#### Data extract

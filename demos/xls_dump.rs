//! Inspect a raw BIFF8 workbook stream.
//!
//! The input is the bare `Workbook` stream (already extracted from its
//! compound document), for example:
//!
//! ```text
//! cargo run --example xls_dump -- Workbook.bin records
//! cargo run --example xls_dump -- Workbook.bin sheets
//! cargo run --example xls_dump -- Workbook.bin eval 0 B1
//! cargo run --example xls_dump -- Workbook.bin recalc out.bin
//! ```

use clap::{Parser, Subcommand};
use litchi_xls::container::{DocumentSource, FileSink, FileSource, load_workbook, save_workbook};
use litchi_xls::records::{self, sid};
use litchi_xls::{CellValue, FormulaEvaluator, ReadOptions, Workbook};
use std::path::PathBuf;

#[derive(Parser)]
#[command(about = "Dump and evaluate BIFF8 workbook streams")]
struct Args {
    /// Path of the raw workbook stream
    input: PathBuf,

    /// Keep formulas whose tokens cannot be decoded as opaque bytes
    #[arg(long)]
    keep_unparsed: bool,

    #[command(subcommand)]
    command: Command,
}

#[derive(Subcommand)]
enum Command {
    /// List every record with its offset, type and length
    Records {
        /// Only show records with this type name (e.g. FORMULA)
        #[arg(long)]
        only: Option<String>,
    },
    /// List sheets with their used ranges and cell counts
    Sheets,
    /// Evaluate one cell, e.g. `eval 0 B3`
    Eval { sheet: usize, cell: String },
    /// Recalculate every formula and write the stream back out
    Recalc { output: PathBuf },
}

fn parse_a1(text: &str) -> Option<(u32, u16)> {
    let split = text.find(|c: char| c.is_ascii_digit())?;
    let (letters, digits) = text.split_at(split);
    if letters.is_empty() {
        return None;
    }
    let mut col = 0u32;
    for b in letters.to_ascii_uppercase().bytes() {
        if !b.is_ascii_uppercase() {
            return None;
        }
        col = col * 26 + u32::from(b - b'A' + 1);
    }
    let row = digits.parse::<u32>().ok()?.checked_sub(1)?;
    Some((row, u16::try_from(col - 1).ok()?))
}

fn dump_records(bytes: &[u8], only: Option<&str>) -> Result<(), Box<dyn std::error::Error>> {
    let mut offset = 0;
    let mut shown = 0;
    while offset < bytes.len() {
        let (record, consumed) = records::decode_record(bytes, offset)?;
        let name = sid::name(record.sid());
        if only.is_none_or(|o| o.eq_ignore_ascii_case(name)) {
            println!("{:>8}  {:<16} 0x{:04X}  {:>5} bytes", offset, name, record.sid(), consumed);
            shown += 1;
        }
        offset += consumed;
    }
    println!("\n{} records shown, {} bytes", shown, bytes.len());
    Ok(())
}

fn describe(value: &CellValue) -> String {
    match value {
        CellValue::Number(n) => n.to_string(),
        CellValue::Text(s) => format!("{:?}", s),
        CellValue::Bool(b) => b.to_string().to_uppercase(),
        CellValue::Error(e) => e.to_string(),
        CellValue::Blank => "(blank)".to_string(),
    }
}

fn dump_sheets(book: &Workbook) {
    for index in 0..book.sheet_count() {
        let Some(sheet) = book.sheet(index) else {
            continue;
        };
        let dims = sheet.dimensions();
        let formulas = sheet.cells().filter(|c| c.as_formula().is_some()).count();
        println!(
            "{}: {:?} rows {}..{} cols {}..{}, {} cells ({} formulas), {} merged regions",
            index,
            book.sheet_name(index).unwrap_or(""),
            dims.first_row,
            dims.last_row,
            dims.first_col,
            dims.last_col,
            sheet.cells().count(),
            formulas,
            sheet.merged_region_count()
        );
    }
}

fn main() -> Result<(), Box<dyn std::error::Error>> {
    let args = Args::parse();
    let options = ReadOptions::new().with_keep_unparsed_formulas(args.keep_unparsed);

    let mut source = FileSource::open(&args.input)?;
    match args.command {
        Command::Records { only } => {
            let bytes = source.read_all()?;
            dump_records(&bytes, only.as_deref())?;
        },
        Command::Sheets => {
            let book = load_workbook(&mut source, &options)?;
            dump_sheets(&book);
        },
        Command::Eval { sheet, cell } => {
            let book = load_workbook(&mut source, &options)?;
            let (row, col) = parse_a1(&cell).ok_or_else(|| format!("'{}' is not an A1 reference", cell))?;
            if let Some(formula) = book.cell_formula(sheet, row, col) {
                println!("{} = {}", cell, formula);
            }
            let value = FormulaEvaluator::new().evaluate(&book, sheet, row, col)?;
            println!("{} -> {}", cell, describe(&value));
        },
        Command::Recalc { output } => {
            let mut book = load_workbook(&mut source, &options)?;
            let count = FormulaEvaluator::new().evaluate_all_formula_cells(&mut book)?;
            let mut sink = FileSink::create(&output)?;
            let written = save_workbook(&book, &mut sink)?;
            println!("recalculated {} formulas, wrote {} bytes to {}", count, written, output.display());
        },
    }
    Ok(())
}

########
#### Data extract

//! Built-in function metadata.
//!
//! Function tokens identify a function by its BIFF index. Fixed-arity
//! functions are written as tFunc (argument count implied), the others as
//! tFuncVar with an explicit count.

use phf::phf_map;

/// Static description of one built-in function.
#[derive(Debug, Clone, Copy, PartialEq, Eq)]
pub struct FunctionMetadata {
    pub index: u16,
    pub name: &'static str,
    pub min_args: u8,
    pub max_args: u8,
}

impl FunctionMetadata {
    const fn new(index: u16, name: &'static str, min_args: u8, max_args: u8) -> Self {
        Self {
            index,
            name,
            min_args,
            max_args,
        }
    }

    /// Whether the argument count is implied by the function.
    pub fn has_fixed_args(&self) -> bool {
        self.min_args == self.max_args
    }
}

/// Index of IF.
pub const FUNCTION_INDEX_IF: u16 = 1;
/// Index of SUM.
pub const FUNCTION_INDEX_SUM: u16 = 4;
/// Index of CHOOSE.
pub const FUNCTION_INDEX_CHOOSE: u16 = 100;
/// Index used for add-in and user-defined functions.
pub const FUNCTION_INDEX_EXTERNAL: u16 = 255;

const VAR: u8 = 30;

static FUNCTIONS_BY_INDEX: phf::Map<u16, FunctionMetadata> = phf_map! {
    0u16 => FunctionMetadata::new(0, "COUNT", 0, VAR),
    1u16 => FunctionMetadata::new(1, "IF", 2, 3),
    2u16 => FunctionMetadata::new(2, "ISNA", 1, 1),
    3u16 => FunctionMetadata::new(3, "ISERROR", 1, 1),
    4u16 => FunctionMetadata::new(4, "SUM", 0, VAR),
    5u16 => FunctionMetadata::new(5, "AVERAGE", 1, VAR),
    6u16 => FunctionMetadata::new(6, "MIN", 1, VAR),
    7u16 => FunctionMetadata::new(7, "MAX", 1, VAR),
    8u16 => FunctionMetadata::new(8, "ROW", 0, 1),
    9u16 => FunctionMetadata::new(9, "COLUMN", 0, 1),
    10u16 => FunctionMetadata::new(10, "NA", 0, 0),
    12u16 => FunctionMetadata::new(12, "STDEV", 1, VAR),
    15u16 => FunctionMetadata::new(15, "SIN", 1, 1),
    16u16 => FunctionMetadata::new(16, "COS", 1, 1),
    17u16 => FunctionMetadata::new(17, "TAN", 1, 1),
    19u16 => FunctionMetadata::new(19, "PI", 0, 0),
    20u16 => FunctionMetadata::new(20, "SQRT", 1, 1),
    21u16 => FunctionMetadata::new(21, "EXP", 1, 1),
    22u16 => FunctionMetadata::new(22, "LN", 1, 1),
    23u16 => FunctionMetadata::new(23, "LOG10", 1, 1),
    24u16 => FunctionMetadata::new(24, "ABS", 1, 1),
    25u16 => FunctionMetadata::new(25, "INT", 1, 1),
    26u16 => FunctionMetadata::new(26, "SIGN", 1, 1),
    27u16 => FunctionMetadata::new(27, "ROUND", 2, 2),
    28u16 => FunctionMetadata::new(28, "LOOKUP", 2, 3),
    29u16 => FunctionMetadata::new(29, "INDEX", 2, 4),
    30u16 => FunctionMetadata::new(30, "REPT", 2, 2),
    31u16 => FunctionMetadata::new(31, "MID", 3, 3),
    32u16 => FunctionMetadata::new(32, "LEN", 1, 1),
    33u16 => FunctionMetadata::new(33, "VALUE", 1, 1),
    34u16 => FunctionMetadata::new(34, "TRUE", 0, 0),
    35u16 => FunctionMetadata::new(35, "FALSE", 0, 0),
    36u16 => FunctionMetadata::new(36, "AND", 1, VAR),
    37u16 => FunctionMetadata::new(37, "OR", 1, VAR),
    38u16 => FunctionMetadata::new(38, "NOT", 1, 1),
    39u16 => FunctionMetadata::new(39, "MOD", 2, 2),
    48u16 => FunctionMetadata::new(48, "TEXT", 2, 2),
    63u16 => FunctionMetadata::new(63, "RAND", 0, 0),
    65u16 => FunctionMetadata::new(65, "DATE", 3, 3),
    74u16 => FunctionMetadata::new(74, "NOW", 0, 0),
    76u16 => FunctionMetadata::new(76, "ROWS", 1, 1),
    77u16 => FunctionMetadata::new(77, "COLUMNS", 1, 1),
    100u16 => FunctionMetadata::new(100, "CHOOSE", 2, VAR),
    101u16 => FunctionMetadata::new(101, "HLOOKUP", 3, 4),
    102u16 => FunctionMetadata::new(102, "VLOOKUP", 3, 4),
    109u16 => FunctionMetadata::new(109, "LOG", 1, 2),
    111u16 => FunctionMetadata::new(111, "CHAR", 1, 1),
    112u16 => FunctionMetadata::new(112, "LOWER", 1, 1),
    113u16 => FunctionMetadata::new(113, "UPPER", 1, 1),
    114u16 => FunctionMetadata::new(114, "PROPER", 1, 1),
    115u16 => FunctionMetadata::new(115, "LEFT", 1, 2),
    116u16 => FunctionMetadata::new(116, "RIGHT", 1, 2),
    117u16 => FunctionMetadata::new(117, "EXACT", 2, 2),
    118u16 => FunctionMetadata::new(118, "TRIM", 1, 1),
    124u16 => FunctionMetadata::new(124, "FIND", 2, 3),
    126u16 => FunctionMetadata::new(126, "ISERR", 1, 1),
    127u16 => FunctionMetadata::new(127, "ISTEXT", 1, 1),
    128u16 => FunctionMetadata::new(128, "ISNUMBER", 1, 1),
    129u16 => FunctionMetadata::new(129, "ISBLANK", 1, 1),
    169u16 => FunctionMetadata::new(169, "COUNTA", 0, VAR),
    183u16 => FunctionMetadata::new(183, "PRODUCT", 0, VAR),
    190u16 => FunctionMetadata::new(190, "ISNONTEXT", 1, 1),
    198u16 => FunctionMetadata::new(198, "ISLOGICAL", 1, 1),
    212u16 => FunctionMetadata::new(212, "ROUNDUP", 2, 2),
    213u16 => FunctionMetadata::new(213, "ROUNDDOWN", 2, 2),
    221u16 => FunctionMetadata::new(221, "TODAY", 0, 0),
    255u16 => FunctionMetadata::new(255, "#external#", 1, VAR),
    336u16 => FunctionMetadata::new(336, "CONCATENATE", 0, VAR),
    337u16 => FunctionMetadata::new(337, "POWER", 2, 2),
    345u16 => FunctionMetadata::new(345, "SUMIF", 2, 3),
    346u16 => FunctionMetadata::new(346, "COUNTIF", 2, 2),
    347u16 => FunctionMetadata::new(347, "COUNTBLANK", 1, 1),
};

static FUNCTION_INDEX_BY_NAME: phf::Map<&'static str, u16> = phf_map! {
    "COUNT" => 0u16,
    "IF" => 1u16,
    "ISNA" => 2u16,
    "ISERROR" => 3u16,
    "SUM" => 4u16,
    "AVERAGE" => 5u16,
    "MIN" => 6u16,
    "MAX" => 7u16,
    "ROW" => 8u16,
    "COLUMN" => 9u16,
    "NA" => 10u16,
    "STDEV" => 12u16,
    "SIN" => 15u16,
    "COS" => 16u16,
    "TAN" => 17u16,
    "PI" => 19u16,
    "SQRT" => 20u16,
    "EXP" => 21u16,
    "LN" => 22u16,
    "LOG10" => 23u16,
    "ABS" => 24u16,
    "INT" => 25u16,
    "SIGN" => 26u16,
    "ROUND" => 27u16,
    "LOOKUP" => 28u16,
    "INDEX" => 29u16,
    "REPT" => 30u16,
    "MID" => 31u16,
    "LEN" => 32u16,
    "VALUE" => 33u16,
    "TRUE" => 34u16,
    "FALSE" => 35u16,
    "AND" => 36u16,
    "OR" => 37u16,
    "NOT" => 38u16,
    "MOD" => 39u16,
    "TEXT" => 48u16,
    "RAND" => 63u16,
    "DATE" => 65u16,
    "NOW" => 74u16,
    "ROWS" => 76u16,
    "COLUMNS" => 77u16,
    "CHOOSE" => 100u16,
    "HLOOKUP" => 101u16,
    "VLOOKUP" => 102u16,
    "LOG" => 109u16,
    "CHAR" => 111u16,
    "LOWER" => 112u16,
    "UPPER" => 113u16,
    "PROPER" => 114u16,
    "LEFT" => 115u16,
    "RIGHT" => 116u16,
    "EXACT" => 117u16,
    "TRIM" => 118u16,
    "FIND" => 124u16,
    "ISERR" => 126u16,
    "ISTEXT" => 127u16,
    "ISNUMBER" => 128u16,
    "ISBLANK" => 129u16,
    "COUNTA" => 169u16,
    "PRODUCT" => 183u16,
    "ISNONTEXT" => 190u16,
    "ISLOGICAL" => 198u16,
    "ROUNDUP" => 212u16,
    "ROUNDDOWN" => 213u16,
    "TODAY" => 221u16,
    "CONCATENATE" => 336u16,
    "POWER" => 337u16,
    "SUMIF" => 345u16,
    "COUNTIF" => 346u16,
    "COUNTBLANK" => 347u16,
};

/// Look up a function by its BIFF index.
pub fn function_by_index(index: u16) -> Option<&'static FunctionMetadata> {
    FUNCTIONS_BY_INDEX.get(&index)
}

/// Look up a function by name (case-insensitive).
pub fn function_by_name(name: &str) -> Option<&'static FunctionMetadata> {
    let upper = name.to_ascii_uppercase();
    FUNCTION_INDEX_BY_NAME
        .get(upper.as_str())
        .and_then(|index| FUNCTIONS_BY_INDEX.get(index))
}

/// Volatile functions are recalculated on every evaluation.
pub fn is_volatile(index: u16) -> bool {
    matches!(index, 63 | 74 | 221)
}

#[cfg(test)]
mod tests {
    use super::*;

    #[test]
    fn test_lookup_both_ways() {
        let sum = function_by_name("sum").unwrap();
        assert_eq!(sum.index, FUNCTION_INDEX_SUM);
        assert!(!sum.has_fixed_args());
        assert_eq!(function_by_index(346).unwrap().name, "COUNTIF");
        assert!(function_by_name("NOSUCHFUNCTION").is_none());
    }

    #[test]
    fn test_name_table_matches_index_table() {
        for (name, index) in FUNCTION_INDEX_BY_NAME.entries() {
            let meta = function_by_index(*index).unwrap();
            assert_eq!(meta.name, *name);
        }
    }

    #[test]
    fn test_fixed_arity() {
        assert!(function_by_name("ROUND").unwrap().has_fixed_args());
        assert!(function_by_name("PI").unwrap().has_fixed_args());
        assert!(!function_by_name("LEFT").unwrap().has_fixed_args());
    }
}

########

Exercise prompt: What lines in the data hold the word "input"? Return them.

Expected output:
//! The input is the bare `Workbook` stream (already extracted from its
    input: PathBuf,
    let mut source = FileSource::open(&args.input)?;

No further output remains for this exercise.